What is expected:
Check each line of the material, and show the ones that include the word "char".

Data to examine:
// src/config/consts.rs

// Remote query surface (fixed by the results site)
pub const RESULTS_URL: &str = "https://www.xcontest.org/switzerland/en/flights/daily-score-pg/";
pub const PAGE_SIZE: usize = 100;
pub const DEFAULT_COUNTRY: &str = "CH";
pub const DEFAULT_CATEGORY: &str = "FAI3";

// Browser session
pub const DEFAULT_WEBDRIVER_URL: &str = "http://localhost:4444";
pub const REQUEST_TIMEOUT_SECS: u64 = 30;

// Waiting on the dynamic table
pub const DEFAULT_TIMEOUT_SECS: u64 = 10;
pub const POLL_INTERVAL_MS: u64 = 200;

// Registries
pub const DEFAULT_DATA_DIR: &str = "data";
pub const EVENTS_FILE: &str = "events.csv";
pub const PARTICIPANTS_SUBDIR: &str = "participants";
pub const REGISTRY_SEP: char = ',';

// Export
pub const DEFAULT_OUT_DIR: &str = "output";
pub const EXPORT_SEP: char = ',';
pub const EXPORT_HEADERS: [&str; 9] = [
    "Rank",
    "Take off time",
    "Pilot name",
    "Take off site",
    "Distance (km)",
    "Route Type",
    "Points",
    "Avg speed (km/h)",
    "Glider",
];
---
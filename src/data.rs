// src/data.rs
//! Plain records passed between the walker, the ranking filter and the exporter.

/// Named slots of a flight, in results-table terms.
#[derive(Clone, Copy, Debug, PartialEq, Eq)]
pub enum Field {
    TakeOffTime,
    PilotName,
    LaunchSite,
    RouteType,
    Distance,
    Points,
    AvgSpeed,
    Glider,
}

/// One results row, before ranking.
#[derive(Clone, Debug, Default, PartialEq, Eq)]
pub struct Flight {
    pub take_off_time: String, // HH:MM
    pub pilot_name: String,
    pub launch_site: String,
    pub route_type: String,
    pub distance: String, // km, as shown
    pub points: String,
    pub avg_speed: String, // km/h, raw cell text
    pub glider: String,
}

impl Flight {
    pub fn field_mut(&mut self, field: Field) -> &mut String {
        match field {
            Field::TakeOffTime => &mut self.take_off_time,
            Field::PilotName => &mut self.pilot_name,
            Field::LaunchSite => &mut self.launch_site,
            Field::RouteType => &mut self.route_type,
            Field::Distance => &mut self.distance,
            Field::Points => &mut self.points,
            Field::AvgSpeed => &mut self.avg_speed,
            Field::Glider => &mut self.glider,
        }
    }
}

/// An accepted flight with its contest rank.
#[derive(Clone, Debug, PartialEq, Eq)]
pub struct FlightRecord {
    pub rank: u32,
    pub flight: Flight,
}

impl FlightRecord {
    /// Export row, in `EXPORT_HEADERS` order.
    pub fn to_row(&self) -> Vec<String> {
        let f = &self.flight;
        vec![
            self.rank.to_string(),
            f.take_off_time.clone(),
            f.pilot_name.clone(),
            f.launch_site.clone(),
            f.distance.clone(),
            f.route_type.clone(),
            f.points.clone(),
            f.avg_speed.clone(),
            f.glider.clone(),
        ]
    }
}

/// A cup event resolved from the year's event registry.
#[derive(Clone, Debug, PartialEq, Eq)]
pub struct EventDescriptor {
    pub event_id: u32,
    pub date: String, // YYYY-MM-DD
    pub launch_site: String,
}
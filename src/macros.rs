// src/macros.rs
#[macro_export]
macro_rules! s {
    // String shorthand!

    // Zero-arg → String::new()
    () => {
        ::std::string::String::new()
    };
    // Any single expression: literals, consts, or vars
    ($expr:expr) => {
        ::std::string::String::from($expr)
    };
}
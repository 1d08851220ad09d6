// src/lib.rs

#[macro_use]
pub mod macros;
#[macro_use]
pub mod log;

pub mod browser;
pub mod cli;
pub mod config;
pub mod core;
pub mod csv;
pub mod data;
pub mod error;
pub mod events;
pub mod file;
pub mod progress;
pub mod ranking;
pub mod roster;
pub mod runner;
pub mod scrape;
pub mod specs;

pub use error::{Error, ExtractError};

Exercise response:
pub const REGISTRY_SEP: char = ',';
pub const EXPORT_SEP: char = ',';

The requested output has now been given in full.